RFC: AArch64 Disassembler: Annotate undefined instructions
The disassembler would annotate disassembly of `.word` directives to indicate that they might be addresses, but there are concerns about the narrow use case.
Nick Clifton proposed a change to the AArch64 disassembler to annotate undefined instructions, specifically when they appear to be data rather than code. The disassembler would check if the closest preceding mapping symbol is $d and annotate accordingly. Richard Earnshaw questions the necessity and practicality of this approach, suggesting that it might only be triggered in contrived scenarios, and asks whether annotating .word directives that contain addresses is a real-world use case.
- proposer
Questions the practical need for annotating undefined instructions in the disassembler, particularly in cases where it requires specific conditions to trigger, such as using the `.inst` directive with a label, which is invalid.
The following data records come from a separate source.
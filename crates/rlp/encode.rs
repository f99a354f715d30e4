use bytes::{BufMut, Bytes};
use ethereum_types::{Address, H256, U256};

use super::constants::RLP_NULL;

/// Encodes a value to a fresh buffer.
/// To encode into an existing buffer, use [`RLPEncode::encode`].
pub fn encode<T: RLPEncode>(value: T) -> Vec<u8> {
    let mut buf = Vec::new();
    value.encode(&mut buf);
    buf
}

/// Computes the full encoded length for a list with the given payload length.
#[inline]
pub const fn list_length(payload_len: usize) -> usize {
    if payload_len < 56 {
        1 + payload_len
    } else {
        let be_len = payload_len.ilog2() / 8 + 1;
        1 + be_len as usize + payload_len
    }
}

/// Computes the full encoded length for a byte-string given its length and first byte.
#[inline]
pub const fn bytes_length(bytes_len: usize, first_byte: u8) -> usize {
    if bytes_len == 1 && first_byte <= 0x7f {
        return 1;
    }

    if bytes_len < 56 {
        return 1 + bytes_len;
    }

    let be_len = bytes_len.ilog2() / 8 + 1;
    1 + be_len as usize + bytes_len
}

/// A `BufMut` that discards its input and only counts bytes.
#[derive(Debug, Clone, Copy, Default)]
struct ByteCounter {
    count: usize,
}

unsafe impl BufMut for ByteCounter {
    fn remaining_mut(&self) -> usize {
        usize::MAX - self.count
    }

    unsafe fn advance_mut(&mut self, cnt: usize) {
        self.count += cnt;
    }

    fn chunk_mut(&mut self) -> &mut bytes::buf::UninitSlice {
        unreachable!("all callers are reimplemented to count instead of writing")
    }

    fn put<T: bytes::buf::Buf>(&mut self, src: T)
    where
        Self: Sized,
    {
        self.count += src.remaining();
    }

    fn put_bytes(&mut self, _val: u8, cnt: usize) {
        self.count += cnt;
    }

    fn put_slice(&mut self, src: &[u8]) {
        self.count += src.len()
    }
}

pub trait RLPEncode {
    fn encode(&self, buf: &mut dyn BufMut);

    fn length(&self) -> usize {
        // Run `encode`, but only counting the bytes pushed.
        let mut counter = ByteCounter::default();
        self.encode(&mut counter);
        counter.count
    }

    fn encode_to_vec(&self) -> Vec<u8> {
        let mut buf = Vec::new();
        self.encode(&mut buf);
        buf
    }
}

impl RLPEncode for bool {
    #[inline(always)]
    fn encode(&self, buf: &mut dyn BufMut) {
        if *self {
            buf.put_u8(0x01);
        } else {
            buf.put_u8(RLP_NULL);
        }
    }

    #[inline(always)]
    fn length(&self) -> usize {
        1
    }
}

// Integers encode as their minimal big-endian representation; zero is the
// empty string.
#[inline]
fn impl_encode<const N: usize>(value_be: [u8; N], buf: &mut dyn BufMut) {
    let mut i = 0;
    while i < N && value_be[i] == 0 {
        i += 1;
    }

    if i == N {
        buf.put_u8(RLP_NULL);
        return;
    }

    let first = value_be[i];

    // A single byte below 0x80 is its own encoding.
    if i == N - 1 && first <= 0x7f {
        buf.put_u8(first);
        return;
    }

    let len = N - i;
    buf.put_u8(RLP_NULL + len as u8);
    buf.put_slice(&value_be[i..]);
}

impl RLPEncode for u8 {
    fn encode(&self, buf: &mut dyn BufMut) {
        impl_encode(self.to_be_bytes(), buf);
    }
}

impl RLPEncode for u16 {
    fn encode(&self, buf: &mut dyn BufMut) {
        impl_encode(self.to_be_bytes(), buf);
    }
}

impl RLPEncode for u32 {
    fn encode(&self, buf: &mut dyn BufMut) {
        impl_encode(self.to_be_bytes(), buf);
    }
}

impl RLPEncode for u64 {
    fn encode(&self, buf: &mut dyn BufMut) {
        impl_encode(self.to_be_bytes(), buf);
    }
}

impl RLPEncode for usize {
    fn encode(&self, buf: &mut dyn BufMut) {
        impl_encode(self.to_be_bytes(), buf);
    }
}

impl RLPEncode for [u8] {
    #[inline(always)]
    fn encode(&self, buf: &mut dyn BufMut) {
        if self.len() == 1 && self[0] < RLP_NULL {
            buf.put_u8(self[0]);
        } else {
            let len = self.len();
            if len < 56 {
                buf.put_u8(RLP_NULL + len as u8);
            } else {
                let bytes = len.to_be_bytes();
                let start = bytes.iter().position(|&x| x != 0).unwrap_or(0);
                let len = bytes.len() - start;
                buf.put_u8(0xb7 + len as u8);
                buf.put_slice(&bytes[start..]);
            }
            buf.put_slice(self);
        }
    }

    #[inline]
    fn length(&self) -> usize {
        if self.is_empty() {
            return 1;
        }
        bytes_length(self.len(), self[0])
    }
}

impl<const N: usize> RLPEncode for [u8; N] {
    #[inline]
    fn encode(&self, buf: &mut dyn BufMut) {
        self.as_ref().encode(buf)
    }
}

impl RLPEncode for str {
    #[inline]
    fn encode(&self, buf: &mut dyn BufMut) {
        self.as_bytes().encode(buf)
    }
}

impl RLPEncode for &str {
    #[inline]
    fn encode(&self, buf: &mut dyn BufMut) {
        self.as_bytes().encode(buf)
    }
}

impl RLPEncode for String {
    #[inline]
    fn encode(&self, buf: &mut dyn BufMut) {
        self.as_bytes().encode(buf)
    }
}

impl RLPEncode for Bytes {
    fn encode(&self, buf: &mut dyn BufMut) {
        self.as_ref().encode(buf)
    }

    fn length(&self) -> usize {
        self.as_ref().length()
    }
}

impl RLPEncode for U256 {
    fn encode(&self, buf: &mut dyn BufMut) {
        let leading_zeros_in_bytes: usize = (self.leading_zeros() / 8) as usize;
        let bytes = self.to_big_endian();
        bytes[leading_zeros_in_bytes..].encode(buf)
    }
}

impl RLPEncode for H256 {
    fn encode(&self, buf: &mut dyn BufMut) {
        self.as_bytes().encode(buf)
    }
}

impl RLPEncode for Address {
    fn encode(&self, buf: &mut dyn BufMut) {
        self.as_bytes().encode(buf)
    }
}

impl<T: RLPEncode> RLPEncode for Vec<T> {
    #[inline(always)]
    fn encode(&self, buf: &mut dyn BufMut) {
        if self.is_empty() {
            buf.put_u8(0xc0);
        } else {
            let payload_len: usize = self.iter().map(|item| item.length()).sum();

            encode_length(payload_len, buf);

            for item in self {
                item.encode(buf);
            }
        }
    }
}

#[inline]
pub fn encode_length(total_len: usize, buf: &mut dyn BufMut) {
    if total_len < 56 {
        buf.put_u8(0xc0 + total_len as u8);
    } else {
        let bytes = total_len.to_be_bytes();
        let start = bytes.iter().position(|&x| x != 0).unwrap_or(0);
        let len = bytes.len() - start;
        buf.put_u8(0xf7 + len as u8);
        buf.put_slice(&bytes[start..]);
    }
}

impl<S: RLPEncode, T: RLPEncode> RLPEncode for (S, T) {
    fn encode(&self, buf: &mut dyn BufMut) {
        super::structs::Encoder::new(buf)
            .encode_field(&self.0)
            .encode_field(&self.1)
            .finish();
    }
}

impl<S: RLPEncode, T: RLPEncode, U: RLPEncode> RLPEncode for (S, T, U) {
    fn encode(&self, buf: &mut dyn BufMut) {
        super::structs::Encoder::new(buf)
            .encode_field(&self.0)
            .encode_field(&self.1)
            .encode_field(&self.2)
            .finish();
    }
}
#[derive(Debug, Serialize, Deserialize)]
struct ForestMeta {
    #[serde(rename = "Configuration")]
    configuration: String,
    #[serde(rename = "Mutable")]
    mutable: bool,
}

/// Reaction of a [`NodeVisitor`] to a visited node.
#[derive(Clone, Copy, Debug, PartialEq, Eq)]
pub enum VisitResponse {
    Continue,
    /// Skip the subtree below this node.
    Prune,
    Abort,
}

/// Depth-first observer over the nodes of a trie, storage subtries included.
pub trait NodeVisitor {
    fn visit(&mut self, node: &Node, id: NodeId, depth: u32) -> VisitResponse;
}

/// The four node stocks of a forest directory.
pub(crate) struct Stocks {
    pub branches: Stock<BranchCodec>,
    pub extensions: Stock<ExtensionCodec>,
    pub accounts: Stock<AccountCodec>,
    pub values: Stock<ValueCodec>,
}

impl Stocks {
    pub fn open(dir: &FsPath, config: &MptConfig) -> Result<Self, MptError> {
        Ok(Stocks {
            branches: Stock::open(dir.join("branches"), BranchCodec::new(config))?,
            extensions: Stock::open(dir.join("extensions"), ExtensionCodec::new(config))?,
            accounts: Stock::open(dir.join("accounts"), AccountCodec::new(config))?,
            values: Stock::open(dir.join("values"), ValueCodec::new(config))?,
        })
    }

    pub fn load_node(&self, id: NodeId) -> Result<Node, MptError> {
        match id.kind() {
            None => Ok(Node::Empty),
            Some(NodeKind::Branch) => Ok(Node::Branch(Box::new(self.branches.get(id.index())?))),
            Some(NodeKind::Extension) => Ok(Node::Extension(self.extensions.get(id.index())?)),
            Some(NodeKind::Account) => Ok(Node::Account(self.accounts.get(id.index())?)),
            Some(NodeKind::Value) => Ok(Node::Value(self.values.get(id.index())?)),
        }
    }

    pub fn write_node(&self, id: NodeId, node: &Node) -> Result<(), MptError> {
        match (id.kind(), node) {
            (Some(NodeKind::Branch), Node::Branch(n)) => self.branches.set(id.index(), n),
            (Some(NodeKind::Extension), Node::Extension(n)) => self.extensions.set(id.index(), n),
            (Some(NodeKind::Account), Node::Account(n)) => self.accounts.set(id.index(), n),
            (Some(NodeKind::Value), Node::Value(n)) => self.values.set(id.index(), n),
            _ => Err(MptError::corrupt(format!(
                "node kind does not match id {id:?}"
            ))),
        }
    }

    pub fn delete_node(&self, id: NodeId) -> Result<(), MptError> {
        match id.kind() {
            None => Ok(()),
            Some(NodeKind::Branch) => self.branches.delete(id.index()),
            Some(NodeKind::Extension) => self.extensions.delete(id.index()),
            Some(NodeKind::Account) => self.accounts.delete(id.index()),
            Some(NodeKind::Value) => self.values.delete(id.index()),
        }
    }

    pub fn reserve(&self, kind: NodeKind) -> Result<u64, MptError> {
        match kind {
            NodeKind::Branch => self.branches.reserve(),
            NodeKind::Extension => self.extensions.reserve(),
            NodeKind::Account => self.accounts.reserve(),
            NodeKind::Value => self.values.reserve(),
        }
    }

    pub fn flush(&self) -> Result<(), MptError> {
        self.branches.flush()?;
        self.extensions.flush()?;
        self.accounts.flush()?;
        self.values.flush()?;
        Ok(())
    }

    pub fn participants(&self) -> [&dyn CheckpointParticipant; 4] {
        [
            &self.accounts,
            &self.branches,
            &self.extensions,
            &self.values,
        ]
    }
}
“So to even trigger this case you have to contort your sources in ways I really can't see users trying to do. Is there some user reported case driving this?”
In Details
The binutils disassembler aims to translate machine code back into assembly instructions. This typically involves mapping memory addresses to instruction opcodes. The proposal concerns cases where the disassembler encounters an undefined instruction (i.e., a sequence of bytes that doesn't correspond to a valid instruction) and attempts to determine if it's actually data. The discussion hinges on the accuracy and relevance of such annotations, particularly for AArch64.
For Context
A disassembler is a tool that translates machine code (binary instructions) back into a human-readable assembly language form. This is the reverse of what a compiler does. When a disassembler encounters bytes that don't form a valid instruction, it needs to decide how to represent them. This proposal deals with how the AArch64 disassembler handles these 'undefined instructions'. The core question is whether to interpret these undefined instructions as data (like an address or a constant) and annotate them accordingly, giving developers more context when debugging or reverse-engineering.